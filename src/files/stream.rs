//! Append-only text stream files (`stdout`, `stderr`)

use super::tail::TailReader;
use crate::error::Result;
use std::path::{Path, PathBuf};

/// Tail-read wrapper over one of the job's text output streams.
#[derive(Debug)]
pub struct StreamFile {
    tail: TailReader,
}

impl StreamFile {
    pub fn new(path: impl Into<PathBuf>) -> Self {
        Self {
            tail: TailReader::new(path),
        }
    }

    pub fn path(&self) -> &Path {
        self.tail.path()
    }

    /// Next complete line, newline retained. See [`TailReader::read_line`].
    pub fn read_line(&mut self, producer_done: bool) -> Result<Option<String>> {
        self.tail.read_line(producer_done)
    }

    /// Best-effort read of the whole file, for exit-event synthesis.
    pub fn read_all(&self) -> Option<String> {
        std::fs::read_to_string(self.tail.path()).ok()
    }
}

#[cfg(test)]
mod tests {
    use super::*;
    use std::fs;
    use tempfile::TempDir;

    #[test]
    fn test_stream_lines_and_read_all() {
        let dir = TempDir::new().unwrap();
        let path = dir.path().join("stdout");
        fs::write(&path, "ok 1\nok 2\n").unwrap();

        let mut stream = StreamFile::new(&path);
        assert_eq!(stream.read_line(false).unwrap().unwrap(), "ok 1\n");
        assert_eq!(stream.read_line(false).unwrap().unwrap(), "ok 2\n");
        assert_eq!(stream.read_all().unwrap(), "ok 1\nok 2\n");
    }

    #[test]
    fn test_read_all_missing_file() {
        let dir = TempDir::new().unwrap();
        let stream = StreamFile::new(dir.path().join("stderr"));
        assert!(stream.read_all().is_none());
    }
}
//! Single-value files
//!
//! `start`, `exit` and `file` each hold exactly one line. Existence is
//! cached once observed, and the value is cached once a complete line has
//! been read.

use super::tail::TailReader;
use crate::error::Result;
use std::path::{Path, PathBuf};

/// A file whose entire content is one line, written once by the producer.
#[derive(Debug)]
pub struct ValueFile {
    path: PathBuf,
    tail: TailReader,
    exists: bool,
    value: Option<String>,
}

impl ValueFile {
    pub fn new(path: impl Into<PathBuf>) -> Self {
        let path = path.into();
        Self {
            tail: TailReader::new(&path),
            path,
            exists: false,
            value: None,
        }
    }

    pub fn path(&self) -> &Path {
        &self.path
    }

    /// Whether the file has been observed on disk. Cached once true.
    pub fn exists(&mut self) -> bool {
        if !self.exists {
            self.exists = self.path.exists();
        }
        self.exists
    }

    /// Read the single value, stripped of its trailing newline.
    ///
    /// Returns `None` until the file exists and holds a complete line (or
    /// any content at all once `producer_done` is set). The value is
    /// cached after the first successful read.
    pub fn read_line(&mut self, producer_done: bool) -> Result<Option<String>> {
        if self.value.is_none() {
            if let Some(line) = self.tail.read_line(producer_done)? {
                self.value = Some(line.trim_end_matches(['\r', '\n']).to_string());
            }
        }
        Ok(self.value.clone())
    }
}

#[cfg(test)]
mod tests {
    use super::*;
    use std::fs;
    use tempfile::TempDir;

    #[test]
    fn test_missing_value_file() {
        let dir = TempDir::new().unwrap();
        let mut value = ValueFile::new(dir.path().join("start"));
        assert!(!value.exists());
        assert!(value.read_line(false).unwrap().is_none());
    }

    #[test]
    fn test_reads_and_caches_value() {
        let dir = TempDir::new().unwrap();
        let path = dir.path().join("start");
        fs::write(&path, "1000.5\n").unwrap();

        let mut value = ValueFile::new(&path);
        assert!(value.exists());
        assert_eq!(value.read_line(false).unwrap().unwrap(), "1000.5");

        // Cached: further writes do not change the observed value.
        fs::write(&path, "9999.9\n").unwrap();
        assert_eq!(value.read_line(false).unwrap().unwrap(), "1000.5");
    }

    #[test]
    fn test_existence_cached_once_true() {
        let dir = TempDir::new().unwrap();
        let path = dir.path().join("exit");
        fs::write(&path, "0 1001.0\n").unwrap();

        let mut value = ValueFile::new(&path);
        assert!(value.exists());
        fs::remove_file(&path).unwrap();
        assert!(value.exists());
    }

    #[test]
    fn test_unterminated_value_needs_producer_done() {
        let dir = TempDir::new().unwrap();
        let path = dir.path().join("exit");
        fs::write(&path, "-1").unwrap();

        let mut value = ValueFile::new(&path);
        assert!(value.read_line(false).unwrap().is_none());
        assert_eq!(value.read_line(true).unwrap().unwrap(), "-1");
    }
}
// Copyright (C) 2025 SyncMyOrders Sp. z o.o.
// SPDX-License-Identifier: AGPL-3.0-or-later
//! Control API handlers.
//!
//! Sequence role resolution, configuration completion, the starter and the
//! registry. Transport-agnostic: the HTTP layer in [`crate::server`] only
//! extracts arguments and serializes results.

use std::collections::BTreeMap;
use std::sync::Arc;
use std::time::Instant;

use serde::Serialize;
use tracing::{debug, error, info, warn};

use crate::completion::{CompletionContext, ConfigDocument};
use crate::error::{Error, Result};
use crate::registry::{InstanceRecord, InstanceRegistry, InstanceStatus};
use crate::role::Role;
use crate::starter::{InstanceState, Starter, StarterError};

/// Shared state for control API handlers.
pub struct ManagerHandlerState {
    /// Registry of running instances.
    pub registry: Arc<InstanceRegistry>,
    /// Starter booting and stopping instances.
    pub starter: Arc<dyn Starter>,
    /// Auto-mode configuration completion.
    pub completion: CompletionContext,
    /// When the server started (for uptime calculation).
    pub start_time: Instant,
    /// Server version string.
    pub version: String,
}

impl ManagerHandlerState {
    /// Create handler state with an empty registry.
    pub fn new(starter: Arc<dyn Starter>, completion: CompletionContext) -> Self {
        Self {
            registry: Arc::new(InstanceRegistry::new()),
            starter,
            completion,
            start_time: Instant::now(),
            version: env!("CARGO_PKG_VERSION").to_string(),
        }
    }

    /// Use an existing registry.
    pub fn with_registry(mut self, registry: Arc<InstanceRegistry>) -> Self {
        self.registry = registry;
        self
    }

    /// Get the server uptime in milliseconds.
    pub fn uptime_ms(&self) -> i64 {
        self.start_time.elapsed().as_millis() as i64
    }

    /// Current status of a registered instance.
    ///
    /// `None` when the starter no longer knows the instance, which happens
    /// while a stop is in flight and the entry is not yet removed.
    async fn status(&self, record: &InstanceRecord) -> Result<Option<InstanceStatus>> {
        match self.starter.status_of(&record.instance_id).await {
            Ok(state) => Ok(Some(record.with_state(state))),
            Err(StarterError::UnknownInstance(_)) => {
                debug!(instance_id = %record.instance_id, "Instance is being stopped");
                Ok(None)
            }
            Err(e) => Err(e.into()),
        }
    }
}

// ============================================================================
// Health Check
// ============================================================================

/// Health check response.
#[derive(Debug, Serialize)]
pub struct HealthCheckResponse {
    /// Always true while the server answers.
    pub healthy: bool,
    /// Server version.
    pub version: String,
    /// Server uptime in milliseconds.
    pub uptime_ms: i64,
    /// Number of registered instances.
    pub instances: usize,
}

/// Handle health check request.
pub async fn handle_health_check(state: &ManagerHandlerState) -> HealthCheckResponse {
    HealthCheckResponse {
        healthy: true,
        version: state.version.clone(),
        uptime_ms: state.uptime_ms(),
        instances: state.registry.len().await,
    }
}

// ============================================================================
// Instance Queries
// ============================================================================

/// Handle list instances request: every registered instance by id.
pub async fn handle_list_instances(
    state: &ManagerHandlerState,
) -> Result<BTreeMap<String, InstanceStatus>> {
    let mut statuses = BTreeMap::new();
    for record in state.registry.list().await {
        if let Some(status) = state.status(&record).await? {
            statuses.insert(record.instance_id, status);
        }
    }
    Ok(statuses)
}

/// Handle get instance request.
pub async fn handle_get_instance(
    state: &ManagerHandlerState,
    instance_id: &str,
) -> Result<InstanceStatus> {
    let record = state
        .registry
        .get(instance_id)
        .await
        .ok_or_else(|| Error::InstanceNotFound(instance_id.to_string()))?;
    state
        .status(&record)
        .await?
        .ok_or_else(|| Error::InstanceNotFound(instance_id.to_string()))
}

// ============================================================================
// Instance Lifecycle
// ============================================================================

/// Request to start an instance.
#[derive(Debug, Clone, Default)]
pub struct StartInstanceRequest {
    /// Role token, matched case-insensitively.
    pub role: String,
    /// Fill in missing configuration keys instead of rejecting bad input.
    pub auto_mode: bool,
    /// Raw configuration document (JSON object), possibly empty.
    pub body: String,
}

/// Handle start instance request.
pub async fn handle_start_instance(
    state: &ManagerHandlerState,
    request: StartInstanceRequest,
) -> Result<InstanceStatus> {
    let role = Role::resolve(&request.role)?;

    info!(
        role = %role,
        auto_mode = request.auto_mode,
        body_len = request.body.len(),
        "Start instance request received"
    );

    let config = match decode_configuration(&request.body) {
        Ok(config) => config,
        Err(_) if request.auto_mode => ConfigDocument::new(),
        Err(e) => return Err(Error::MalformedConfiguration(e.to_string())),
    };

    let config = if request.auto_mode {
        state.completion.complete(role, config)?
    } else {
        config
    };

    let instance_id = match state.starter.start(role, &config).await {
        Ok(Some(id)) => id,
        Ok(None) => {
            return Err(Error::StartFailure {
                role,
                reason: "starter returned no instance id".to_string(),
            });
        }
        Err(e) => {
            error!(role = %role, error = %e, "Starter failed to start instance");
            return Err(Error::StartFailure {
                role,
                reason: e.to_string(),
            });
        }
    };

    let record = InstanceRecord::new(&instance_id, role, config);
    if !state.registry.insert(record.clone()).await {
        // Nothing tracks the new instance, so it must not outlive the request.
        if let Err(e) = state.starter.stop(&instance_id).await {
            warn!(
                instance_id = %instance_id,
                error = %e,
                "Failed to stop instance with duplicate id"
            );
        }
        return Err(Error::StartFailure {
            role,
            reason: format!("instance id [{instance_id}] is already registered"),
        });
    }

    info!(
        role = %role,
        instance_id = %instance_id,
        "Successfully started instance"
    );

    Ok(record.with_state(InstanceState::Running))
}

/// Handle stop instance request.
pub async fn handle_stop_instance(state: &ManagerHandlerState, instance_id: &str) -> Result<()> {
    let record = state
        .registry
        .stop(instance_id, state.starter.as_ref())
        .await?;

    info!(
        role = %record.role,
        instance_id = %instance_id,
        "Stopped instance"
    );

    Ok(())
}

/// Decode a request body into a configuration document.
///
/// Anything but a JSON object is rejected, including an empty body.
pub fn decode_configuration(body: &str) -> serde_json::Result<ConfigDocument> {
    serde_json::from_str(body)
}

· · ·

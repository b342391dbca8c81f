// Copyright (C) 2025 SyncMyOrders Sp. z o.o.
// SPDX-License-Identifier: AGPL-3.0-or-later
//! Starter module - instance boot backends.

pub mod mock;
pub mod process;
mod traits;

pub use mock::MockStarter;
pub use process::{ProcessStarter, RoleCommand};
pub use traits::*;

· · ·

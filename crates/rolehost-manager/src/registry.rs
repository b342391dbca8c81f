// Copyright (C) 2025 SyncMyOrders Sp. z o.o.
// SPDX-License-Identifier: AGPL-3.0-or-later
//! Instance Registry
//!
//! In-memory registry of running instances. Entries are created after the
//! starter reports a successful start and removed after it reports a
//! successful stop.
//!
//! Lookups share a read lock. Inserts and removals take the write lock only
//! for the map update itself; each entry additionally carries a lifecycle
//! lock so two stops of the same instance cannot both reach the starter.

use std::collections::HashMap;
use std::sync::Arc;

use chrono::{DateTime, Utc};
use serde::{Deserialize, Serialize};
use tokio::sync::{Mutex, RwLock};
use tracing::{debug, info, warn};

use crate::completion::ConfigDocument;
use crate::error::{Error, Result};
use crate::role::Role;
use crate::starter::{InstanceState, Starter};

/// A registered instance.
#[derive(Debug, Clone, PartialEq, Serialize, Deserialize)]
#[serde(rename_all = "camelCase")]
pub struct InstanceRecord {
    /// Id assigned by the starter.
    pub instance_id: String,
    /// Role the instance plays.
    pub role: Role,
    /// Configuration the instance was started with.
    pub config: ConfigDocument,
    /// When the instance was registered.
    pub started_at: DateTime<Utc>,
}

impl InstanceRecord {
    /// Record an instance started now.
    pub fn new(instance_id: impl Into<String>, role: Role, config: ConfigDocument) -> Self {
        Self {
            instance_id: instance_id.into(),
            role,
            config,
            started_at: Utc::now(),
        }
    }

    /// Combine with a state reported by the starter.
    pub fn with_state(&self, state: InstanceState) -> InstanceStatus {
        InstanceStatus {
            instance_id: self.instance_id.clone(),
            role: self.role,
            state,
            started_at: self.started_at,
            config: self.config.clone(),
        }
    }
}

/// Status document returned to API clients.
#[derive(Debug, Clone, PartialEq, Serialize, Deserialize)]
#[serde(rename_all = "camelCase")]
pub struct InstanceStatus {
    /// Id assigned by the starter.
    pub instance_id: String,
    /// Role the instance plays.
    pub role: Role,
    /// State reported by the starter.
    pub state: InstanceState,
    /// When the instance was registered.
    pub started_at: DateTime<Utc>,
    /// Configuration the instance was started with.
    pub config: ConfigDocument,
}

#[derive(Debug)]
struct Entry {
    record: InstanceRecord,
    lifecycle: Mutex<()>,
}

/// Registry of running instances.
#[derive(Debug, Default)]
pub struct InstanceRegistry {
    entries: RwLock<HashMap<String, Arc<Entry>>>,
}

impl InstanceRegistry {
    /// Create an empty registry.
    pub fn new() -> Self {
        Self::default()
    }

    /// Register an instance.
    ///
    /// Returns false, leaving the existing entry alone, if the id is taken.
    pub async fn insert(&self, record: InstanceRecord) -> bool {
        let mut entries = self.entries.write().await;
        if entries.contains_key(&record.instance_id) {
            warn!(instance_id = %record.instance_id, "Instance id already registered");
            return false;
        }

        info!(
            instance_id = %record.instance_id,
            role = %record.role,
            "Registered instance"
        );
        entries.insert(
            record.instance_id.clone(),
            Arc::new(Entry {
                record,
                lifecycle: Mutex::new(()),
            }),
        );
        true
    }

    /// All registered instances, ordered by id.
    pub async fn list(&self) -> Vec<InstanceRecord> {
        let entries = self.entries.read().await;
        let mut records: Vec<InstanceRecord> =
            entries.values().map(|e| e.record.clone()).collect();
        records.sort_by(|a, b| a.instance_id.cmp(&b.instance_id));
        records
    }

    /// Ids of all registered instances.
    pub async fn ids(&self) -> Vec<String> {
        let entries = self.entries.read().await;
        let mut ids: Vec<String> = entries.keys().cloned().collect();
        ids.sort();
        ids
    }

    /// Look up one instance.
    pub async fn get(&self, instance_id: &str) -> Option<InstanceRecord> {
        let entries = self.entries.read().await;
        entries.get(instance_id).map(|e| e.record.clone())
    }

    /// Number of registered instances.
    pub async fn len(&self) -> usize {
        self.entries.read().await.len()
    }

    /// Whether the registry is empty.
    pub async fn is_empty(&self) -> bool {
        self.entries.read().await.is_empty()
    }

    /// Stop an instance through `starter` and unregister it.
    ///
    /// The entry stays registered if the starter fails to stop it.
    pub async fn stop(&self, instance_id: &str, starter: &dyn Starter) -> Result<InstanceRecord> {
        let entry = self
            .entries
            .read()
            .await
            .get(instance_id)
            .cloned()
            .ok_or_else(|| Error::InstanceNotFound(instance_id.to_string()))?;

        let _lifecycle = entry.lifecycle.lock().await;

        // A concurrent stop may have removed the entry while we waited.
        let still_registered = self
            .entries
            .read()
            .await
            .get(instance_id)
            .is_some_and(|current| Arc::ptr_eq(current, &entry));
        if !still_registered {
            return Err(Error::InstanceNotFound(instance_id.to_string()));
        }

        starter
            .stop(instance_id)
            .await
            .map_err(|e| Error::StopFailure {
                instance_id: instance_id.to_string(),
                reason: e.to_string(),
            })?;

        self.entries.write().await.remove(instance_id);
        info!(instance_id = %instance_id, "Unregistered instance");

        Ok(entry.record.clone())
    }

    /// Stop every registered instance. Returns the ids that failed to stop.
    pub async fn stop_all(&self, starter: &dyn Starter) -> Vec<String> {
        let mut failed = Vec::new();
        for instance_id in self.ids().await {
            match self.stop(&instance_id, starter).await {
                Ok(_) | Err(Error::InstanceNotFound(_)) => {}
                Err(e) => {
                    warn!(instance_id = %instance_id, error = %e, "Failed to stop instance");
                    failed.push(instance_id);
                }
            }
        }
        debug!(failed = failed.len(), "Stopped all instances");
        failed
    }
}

· · ·

Copy each line of the data above that holds "removed".

    /// while a stop is in flight and the entry is not yet removed.
//! starter reports a successful start and removed after it reports a
        // A concurrent stop may have removed the entry while we waited.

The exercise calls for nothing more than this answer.